Christian Kastner hat damit schon vor vier Jahren begonnen. Ausgewogene Ernährung und viel Bewegung stehen seitdem auf dem Tagesprogramm. Beruflich ist er an den Bürostuhl förmlich gefesselt, es fehlten ausgleichende Elemente: "Ich fühlte mich unwohl. Auch das Kantinenessen zwischendurch und die Fertigprodukte haben mir nicht gut getan, also war eine Umstellung nötig."
Beim Heilfasten werden ausschließlich Flüssigkeiten zu sich genommen. Täglich sollen mehrere Liter Wasser getrunken werden, nachmittags darf es eine Gemüsebrühe sein oder ein Saft zwischendurch, um sich die notwendigen Vitamine zuzuführen. An bestimmten Tagen wird Sauerkrautsaft zur Entleerung des Darms getrunken. Viele der Teilnehmer fasten über die fünf Tage der gemeinsamen Fastenwoche hinaus. "Um Fasten zu können, braucht es eine starke Willenskraft", betont Sr. Susanne. "Darum ist die Fastenwoche auch als Kurs in einer Gruppe konzipiert, das spornt an und motiviert einfach."
Unter den Teilnehmern der Fastenwoche waren Christen und Nichtchristen aus verschiedenen Teilen Leipzigs. An fünf Abenden widmeten sie sich verschiedenen Aspekten des Fastens, zum Beispiel den Fastentraditionen in den Weltreligionen. Aber auch Themen wie die Annahme des eigenen Körpers, der bewusste Umgang mit seinen Gedanken unterstützten die Teilnehmer beim Fasten.

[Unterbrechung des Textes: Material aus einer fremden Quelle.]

//! Testing utilities and mock implementations
//!
//! Lets sessions run against a scripted connector instead of a real server.

pub mod mocks;

pub use mocks::*;
//! Error types for the messaging client
//!
//! Public methods return [`ClientError`] or [`SendError`]. Failures that
//! happen inside the session (socket errors, undecodable frames, exhausted
//! retries) are never returned; they are reported to subscribers as
//! [`SessionError`] values.

use crate::config::ConfigError;
use crate::transport::TransportError;
use serde::Serialize;
use std::fmt;
use thiserror::Error;

/// Longest error detail kept in a [`SessionError`]
const MAX_DETAIL_LEN: usize = 500;

/// Main error type for client operations
#[derive(Debug, Error)]
pub enum ClientError {
    #[error("Session has shut down")]
    SessionClosed,

    #[error("Transport error: {0}")]
    Transport(#[from] TransportError),

    #[error("Configuration error: {0}")]
    Config(#[from] ConfigError),

    #[error("Send failed: {0}")]
    Send(#[from] SendError),
}

/// Result type for client operations
pub type ClientResult<T> = Result<T, ClientError>;

/// Why `send_message` did not produce a delivered or queued message
#[derive(Debug, Clone, Error, PartialEq, Eq)]
pub enum SendError {
    #[error("Message content is empty")]
    EmptyContent,

    #[error("Pending queue is full ({capacity} messages)")]
    QueueFull { capacity: usize },

    #[error("Session has shut down")]
    SessionClosed,
}

/// Category of an error reported to subscribers
#[derive(Debug, Clone, Copy, PartialEq, Eq, Hash, Serialize)]
#[serde(rename_all = "snake_case")]
pub enum ErrorKind {
    /// Socket construction, handshake or runtime failure
    Transport,
    /// A message could not be written and went to the pending queue
    SendFailure,
    /// An inbound frame could not be decoded
    Parse,
    /// Reconnection gave up; only a manual connect recovers
    ExhaustedRetries,
}

impl ErrorKind {
    pub fn as_str(&self) -> &'static str {
        match self {
            ErrorKind::Transport => "transport",
            ErrorKind::SendFailure => "send_failure",
            ErrorKind::Parse => "parse",
            ErrorKind::ExhaustedRetries => "exhausted_retries",
        }
    }
}

impl fmt::Display for ErrorKind {
    fn fmt(&self, f: &mut fmt::Formatter<'_>) -> fmt::Result {
        f.write_str(self.as_str())
    }
}

/// Error surfaced through the `on_error` hook and the event stream
#[derive(Debug, Clone, PartialEq, Eq, Serialize)]
pub struct SessionError {
    pub kind: ErrorKind,
    pub detail: String,
}

impl SessionError {
    pub fn new(kind: ErrorKind, detail: impl Into<String>) -> Self {
        Self {
            kind,
            detail: truncate_detail(detail.into()),
        }
    }

    pub fn transport(detail: impl Into<String>) -> Self {
        Self::new(ErrorKind::Transport, detail)
    }

    pub fn send_failure(detail: impl Into<String>) -> Self {
        Self::new(ErrorKind::SendFailure, detail)
    }

    pub fn parse(detail: impl Into<String>) -> Self {
        Self::new(ErrorKind::Parse, detail)
    }

    pub fn exhausted_retries(attempts: u32) -> Self {
        Self::new(
            ErrorKind::ExhaustedRetries,
            format!("Gave up reconnecting after {attempts} attempts"),
        )
    }
}

impl fmt::Display for SessionError {
    fn fmt(&self, f: &mut fmt::Formatter<'_>) -> fmt::Result {
        write!(f, "{}: {}", self.kind, self.detail)
    }
}

impl std::error::Error for SessionError {}

/// Cap detail length; frames echoed into parse errors can be arbitrarily large
fn truncate_detail(mut detail: String) -> String {
    if detail.len() <= MAX_DETAIL_LEN {
        return detail;
    }
    let suffix = "...[truncated]";
    let mut cut = MAX_DETAIL_LEN - suffix.len();
    while !detail.is_char_boundary(cut) {
        cut -= 1;
    }
    detail.truncate(cut);
    detail.push_str(suffix);
    detail
}
//! RDS Messaging - resilient real-time messaging client
//!
//! A client for a persistent, bidirectional JSON-over-WebSocket chat channel
//! that survives network interruptions on its own.
//!
//! # Overview
//!
//! This crate provides:
//! - Wire frames and the conversation data model
//! - A WebSocket transport behind a small [`Transport`](transport::Transport) trait
//! - Automatic reconnection with exponential backoff and a bounded retry budget
//! - Heartbeats while connected
//! - An outbound queue that redelivers failed messages in order after reconnecting
//! - Debounced local typing indicators and expiring remote ones
//!
//! # Quick Start
//!
//! ```rust
//! use rds_messaging::testing::MockConnector;
//! use rds_messaging::{ClientConfig, ConnectionSession, ConnectionState};
//! use std::sync::Arc;
//!
//! tokio_test::block_on(async {
//!     let connector = MockConnector::new();
//!     let config = ClientConfig::new("ws://localhost:9000/ws", "alice", "session-1")
//!         .with_auto_connect(false);
//!     let session = ConnectionSession::spawn(config, Arc::new(connector.clone()));
//!
//!     // Offline sends are kept and delivered after the next connect
//!     let delivery = session.send_message("hello").await.unwrap();
//!     assert!(!delivery.is_sent());
//!
//!     session.connect().unwrap();
//!     session.status().await.unwrap();
//!     connector.accept();
//!
//!     let status = session.status().await.unwrap();
//!     assert_eq!(status.state, ConnectionState::Connected);
//!     assert_eq!(status.pending, 0);
//!     assert_eq!(connector.sent_of_type("message").len(), 1);
//!
//!     session.shutdown().await.unwrap();
//! });
//! ```

pub mod config;
pub mod error;
pub mod observability;
pub mod protocol;
pub mod session;
pub mod testing;
pub mod transport;

pub use config::{ClientConfig, ConfigError};
pub use error::{ClientError, ClientResult, ErrorKind, SendError, SessionError};
pub use protocol::{ConnectionState, Message, MessageStatus, MessageType};
pub use session::{ClientEvent, ConnectionSession, Delivery, SessionSnapshot};
pub use transport::{Connector, Transport, WebSocketConnector};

"Die abendlichen Treffen bestehen aus drei Elementen", erklärt Kursleiterin Susanne Schneider. Zu Beginn gibt es eine Schweigeübung, um den Körper zu spüren und zu entspannen. Dann folgt ein Austausch über das Befinden der Teilnehmer oder über das, was sie noch vom Vorabend beschäftigt hat, es dürfen auch Fragen gestellt werden.
Den Fastenkurs hat Christian Kastner in diesem Jahr zum ersten Mal mitgemacht. Er selbst bezeichnet sich als absoluten Genussmenschen. Seine Motivation an der Fastenwoche teilzunehmen: "Ich war neugierig herauszufinden, ob ich meine Bedürfnisse beherrsche oder ob es umgekehrt ist. Nun habe ich erkannt: Ich bestimme die Waage zwischen Selbstbeherrschung und Beherrschen lassen."
Wie sein persönliches Fastenbrechen nach neun Tagen aussehen soll, weiß Christian Kastner schon genau: "Es wird einen Apfel geben, den werde ich gut kauen und genießen. Beim Fastenbrechen im letzten Jahr habe ich nur einen halben Apfel geschafft. Man sollte mit dem Essen langsam beginnen. Am Abend koche ich mir dann eine Gemüsebrühe mit ein paar Gemüsestücken", freut er sich schon.